_YOUR OBJECTIVE_
Copy out each line of the data that includes the string "first".

Stored items
========================================================================

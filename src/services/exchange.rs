use crate::core::{AssignmentError, AssignmentGenerator};
use crate::models::{
    AddMemberRequest, AddWishlistItemRequest, AssignmentSet, AuthUser, Group, GroupDetailResponse,
    GroupMember, Member, MyAssignmentResponse, NewWishlistItem, Profile, WishlistItem, WishlistResponse,
};
use crate::services::supabase::{SupabaseClient, SupabaseError};
use std::collections::{HashMap, HashSet};
use std::sync::{Arc, Mutex};
use thiserror::Error;

/// Errors surfaced by the group-management flow
#[derive(Debug, Error)]
pub enum ExchangeError {
    #[error("Backend error: {0}")]
    Store(#[from] SupabaseError),

    #[error("{0}")]
    Assignment(#[from] AssignmentError),

    #[error("Not found: {0}")]
    NotFound(String),

    #[error("Forbidden: {0}")]
    Forbidden(String),

    #[error("Assignments have already been made for group {0}")]
    AlreadyAssigned(String),

    #[error("Assignments are already being created for group {0}")]
    AssignmentInProgress(String),
}

impl ExchangeError {
    pub fn status_code(&self) -> u16 {
        match self {
            ExchangeError::Store(SupabaseError::NotFound(_)) => 404,
            ExchangeError::Store(_) => 502,
            ExchangeError::Assignment(_) => 422,
            ExchangeError::NotFound(_) => 404,
            ExchangeError::Forbidden(_) => 403,
            ExchangeError::AlreadyAssigned(_) | ExchangeError::AssignmentInProgress(_) => 409,
        }
    }

    /// Short machine-readable error label
    pub fn label(&self) -> &'static str {
        match self {
            ExchangeError::Store(SupabaseError::NotFound(_)) | ExchangeError::NotFound(_) => "not_found",
            ExchangeError::Store(_) => "backend_error",
            ExchangeError::Assignment(AssignmentError::InsufficientMembers { .. }) => "insufficient_members",
            ExchangeError::Assignment(AssignmentError::NoEligibleGivers) => "no_eligible_givers",
            ExchangeError::Assignment(AssignmentError::UnresolvableAssignment { .. }) => "unresolvable_assignment",
            ExchangeError::Assignment(AssignmentError::DuplicateMember { .. }) => "duplicate_member",
            ExchangeError::Assignment(AssignmentError::Inconsistent(_)) => "inconsistent_assignment",
            ExchangeError::Forbidden(_) => "forbidden",
            ExchangeError::AlreadyAssigned(_) => "already_assigned",
            ExchangeError::AssignmentInProgress(_) => "assignment_in_progress",
        }
    }
}

/// Marks a group as having an assignment run in flight until dropped
struct RunGuard {
    in_flight: Arc<Mutex<HashSet<String>>>,
    group_id: String,
}

impl RunGuard {
    fn acquire(in_flight: &Arc<Mutex<HashSet<String>>>, group_id: &str) -> Result<Self, ExchangeError> {
        let mut running = in_flight.lock().unwrap_or_else(|e| e.into_inner());
        if !running.insert(group_id.to_string()) {
            return Err(ExchangeError::AssignmentInProgress(group_id.to_string()));
        }

        Ok(Self {
            in_flight: Arc::clone(in_flight),
            group_id: group_id.to_string(),
        })
    }
}

impl Drop for RunGuard {
    fn drop(&mut self) {
        let mut running = self.in_flight.lock().unwrap_or_else(|e| e.into_inner());
        running.remove(&self.group_id);
    }
}

/// Group, membership, assignment and wishlist operations
///
/// Membership is read fresh from the backend on every call; nothing is cached
/// between requests.
#[derive(Clone)]
pub struct ExchangeService {
    store: Arc<SupabaseClient>,
    generator: AssignmentGenerator,
    in_flight: Arc<Mutex<HashSet<String>>>,
}

impl ExchangeService {
    pub fn new(store: Arc<SupabaseClient>, generator: AssignmentGenerator) -> Self {
        Self {
            store,
            generator,
            in_flight: Arc::new(Mutex::new(HashSet::new())),
        }
    }

    pub fn generator(&self) -> &AssignmentGenerator {
        &self.generator
    }

    /// Run the generator on a caller-supplied member list, without persisting
    pub fn preview_assignments(&self, members: &[Member]) -> Result<AssignmentSet, ExchangeError> {
        Ok(self.generator.generate(members)?)
    }

    pub async fn list_groups(&self, user: &AuthUser) -> Result<Vec<Group>, ExchangeError> {
        Ok(self.store.list_groups_for_user(&user.id).await?)
    }

    /// Create a group and add its creator as the first member
    pub async fn create_group(
        &self,
        user: &AuthUser,
        name: &str,
        description: Option<&str>,
    ) -> Result<Group, ExchangeError> {
        let group = self.store.create_group(name, description, &user.id).await?;
        self.store.add_group_member(&group.id, &user.id).await?;

        tracing::info!("User {} created group {}", user.id, group.id);
        Ok(group)
    }

    pub async fn group_detail(&self, user: &AuthUser, group_id: &str) -> Result<GroupDetailResponse, ExchangeError> {
        let group = self.store.get_group(group_id).await?;
        let members = self.store.list_group_members(group_id).await?;

        let is_creator = group.created_by == user.id;
        if !is_creator && !members.iter().any(|m| m.user_id == user.id) {
            return Err(ExchangeError::Forbidden(format!("not a member of group {}", group_id)));
        }

        Ok(GroupDetailResponse { group, members, is_creator })
    }

    /// Add a person to a group; only the creator may do this
    ///
    /// A new profile is created under a fresh id. A duplicate-profile
    /// rejection from the backend is tolerated.
    pub async fn add_member(
        &self,
        user: &AuthUser,
        group_id: &str,
        request: &AddMemberRequest,
    ) -> Result<GroupMember, ExchangeError> {
        let group = self.store.get_group(group_id).await?;
        if group.created_by != user.id {
            return Err(ExchangeError::Forbidden("only the group creator can add members".to_string()));
        }

        let profile = Profile {
            id: uuid::Uuid::new_v4().to_string(),
            full_name: request.full_name.trim().to_string(),
            is_child: request.is_child,
        };

        match self.store.insert_profile(&profile).await {
            Ok(_) => {}
            Err(e) if e.is_duplicate() => {
                tracing::debug!("Profile {} already exists, reusing it", profile.id);
            }
            Err(e) => return Err(e.into()),
        }

        let mut membership = self.store.add_group_member(group_id, &profile.id).await?;
        if membership.profile.is_none() {
            membership.profile = Some(profile);
        }

        tracing::info!(
            "Added {} to group {} (child: {})",
            membership.user_id,
            group_id,
            request.is_child
        );

        Ok(membership)
    }

    /// Generate and persist assignments for a group
    ///
    /// Only the creator may run this, and only once per group. Each giver's
    /// receiver is written to their membership row; the group is flagged as
    /// completed only after every write succeeded. Generator errors happen
    /// before any write.
    pub async fn create_assignments(&self, user: &AuthUser, group_id: &str) -> Result<AssignmentSet, ExchangeError> {
        // The group is read under the guard so an earlier run's flag is visible
        let _guard = RunGuard::acquire(&self.in_flight, group_id)?;

        let group = self.store.get_group(group_id).await?;
        if group.created_by != user.id {
            return Err(ExchangeError::Forbidden("only the group creator can create assignments".to_string()));
        }
        if group.assignment_completed {
            return Err(ExchangeError::AlreadyAssigned(group_id.to_string()));
        }

        let rows = self.store.list_group_members(group_id).await?;
        let members: Vec<Member> = rows.iter().map(GroupMember::to_member).collect();

        let assignments = self.generator.generate(&members).map_err(|e| {
            tracing::warn!("Assignment generation failed for group {}: {}", group_id, e);
            e
        })?;

        let membership_ids: HashMap<&str, &str> = rows
            .iter()
            .map(|row| (row.user_id.as_str(), row.id.as_str()))
            .collect();

        for assignment in &assignments {
            let membership_id = membership_ids
                .get(assignment.giver_id.as_str())
                .ok_or_else(|| ExchangeError::NotFound(format!("membership for {}", assignment.giver_id)))?;

            self.store
                .update_member_assignment(membership_id, &assignment.receiver_id)
                .await?;
        }

        self.store.mark_assignment_completed(group_id).await?;

        tracing::info!(
            "Created {} assignments for group {} ({} members, strategy: {})",
            assignments.len(),
            group_id,
            members.len(),
            self.generator.strategy()
        );

        Ok(assignments)
    }

    /// The caller's receiver in a group, once assignments exist
    pub async fn my_assignment(&self, user: &AuthUser, group_id: &str) -> Result<MyAssignmentResponse, ExchangeError> {
        let group = self.store.get_group(group_id).await?;
        let membership = self
            .store
            .get_membership(group_id, &user.id)
            .await?
            .ok_or_else(|| ExchangeError::Forbidden(format!("not a member of group {}", group_id)))?;

        if !group.assignment_completed {
            return Ok(MyAssignmentResponse { assignment_completed: false, receiver: None });
        }

        let receiver = match membership.assigned_to {
            Some(receiver_id) => Some(self.store.get_profile(&receiver_id).await?),
            None => None,
        };

        Ok(MyAssignmentResponse { assignment_completed: true, receiver })
    }

    /// A member's wishlist; any member of the group may view it
    ///
    /// The owner must belong to the group too, otherwise this is `NotFound`.
    pub async fn wishlist(&self, user: &AuthUser, group_id: &str, owner_id: &str) -> Result<WishlistResponse, ExchangeError> {
        self.require_membership(group_id, &user.id).await?;
        if owner_id != user.id && self.store.get_membership(group_id, owner_id).await?.is_none() {
            return Err(ExchangeError::NotFound(format!("member {} in group {}", owner_id, group_id)));
        }

        let items = self.store.list_wishlist_items(group_id, owner_id).await?;
        let owner = match self.store.get_profile(owner_id).await {
            Ok(profile) => Some(profile),
            Err(SupabaseError::NotFound(_)) => None,
            Err(e) => return Err(e.into()),
        };

        Ok(WishlistResponse {
            owner,
            is_own_wishlist: owner_id == user.id,
            items,
        })
    }

    /// Add an item to the caller's own wishlist
    pub async fn add_wishlist_item(
        &self,
        user: &AuthUser,
        group_id: &str,
        request: &AddWishlistItemRequest,
    ) -> Result<WishlistItem, ExchangeError> {
        self.require_membership(group_id, &user.id).await?;

        let item = NewWishlistItem {
            group_id: group_id.to_string(),
            user_id: user.id.clone(),
            title: request.title.trim().to_string(),
            description: non_empty(&request.description),
            price: request.price,
            link: non_empty(&request.link),
            size: non_empty(&request.size),
            priority: request.priority.unwrap_or_default(),
        };

        let created = self.store.insert_wishlist_item(&item).await?;
        tracing::debug!("User {} added wishlist item {} in group {}", user.id, created.id, group_id);

        Ok(created)
    }

    /// Remove an item; only its owner may do this
    pub async fn delete_wishlist_item(&self, user: &AuthUser, group_id: &str, item_id: &str) -> Result<(), ExchangeError> {
        let item = self.store.get_wishlist_item(item_id).await?;
        if item.group_id != group_id {
            return Err(ExchangeError::NotFound(format!("wishlist item {}", item_id)));
        }
        if item.user_id != user.id {
            return Err(ExchangeError::Forbidden("only the owner can remove wishlist items".to_string()));
        }

        self.store.delete_wishlist_item(item_id).await?;
        Ok(())
    }

    /// Mark an item as purchased; the owner may not see or change this
    pub async fn set_purchased(
        &self,
        user: &AuthUser,
        group_id: &str,
        item_id: &str,
        purchased: bool,
    ) -> Result<(), ExchangeError> {
        let item = self.store.get_wishlist_item(item_id).await?;
        if item.group_id != group_id {
            return Err(ExchangeError::NotFound(format!("wishlist item {}", item_id)));
        }
        if item.user_id == user.id {
            return Err(ExchangeError::Forbidden("owners cannot mark their own items".to_string()));
        }
        self.require_membership(group_id, &user.id).await?;

        self.store.set_item_purchased(item_id, purchased).await?;
        tracing::debug!("Item {} purchased={} by {}", item_id, purchased, user.id);

        Ok(())
    }

    async fn require_membership(&self, group_id: &str, user_id: &str) -> Result<GroupMember, ExchangeError> {
        self.store
            .get_membership(group_id, user_id)
            .await?
            .ok_or_else(|| ExchangeError::Forbidden(format!("not a member of group {}", group_id)))
    }
}

fn non_empty(value: &Option<String>) -> Option<String> {
    value
        .as_deref()
        .map(str::trim)
        .filter(|v| !v.is_empty())
        .map(str::to_string)
}

#[cfg(test)]
mod tests {
    use super::*;

    #[test]
    fn test_run_guard_blocks_second_run() {
        let in_flight = Arc::new(Mutex::new(HashSet::new()));

        let first = RunGuard::acquire(&in_flight, "g1").unwrap();
        assert!(matches!(
            RunGuard::acquire(&in_flight, "g1"),
            Err(ExchangeError::AssignmentInProgress(_))
        ));
        assert!(RunGuard::acquire(&in_flight, "g2").is_ok());

        drop(first);
        assert!(RunGuard::acquire(&in_flight, "g1").is_ok());
    }

    #[test]
    fn test_error_status_codes() {
        assert_eq!(ExchangeError::from(AssignmentError::NoEligibleGivers).status_code(), 422);
        assert_eq!(ExchangeError::from(SupabaseError::NotFound("g".into())).status_code(), 404);
        assert_eq!(ExchangeError::from(SupabaseError::Unauthorized).status_code(), 502);
        assert_eq!(ExchangeError::AlreadyAssigned("g".into()).status_code(), 409);
        assert_eq!(
            ExchangeError::from(AssignmentError::InsufficientMembers { count: 1 }).label(),
            "insufficient_members"
        );
    }

    #[test]
    fn test_non_empty() {
        assert_eq!(non_empty(&Some("  ".to_string())), None);
        assert_eq!(non_empty(&Some(" M ".to_string())), Some("M".to_string()));
        assert_eq!(non_empty(&None), None);
    }
}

========================================================================

_SOLUTION TO THIS PROBLEM_
    /// Create a group and add its creator as the first member
        let first = RunGuard::acquire(&in_flight, "g1").unwrap();
        drop(first);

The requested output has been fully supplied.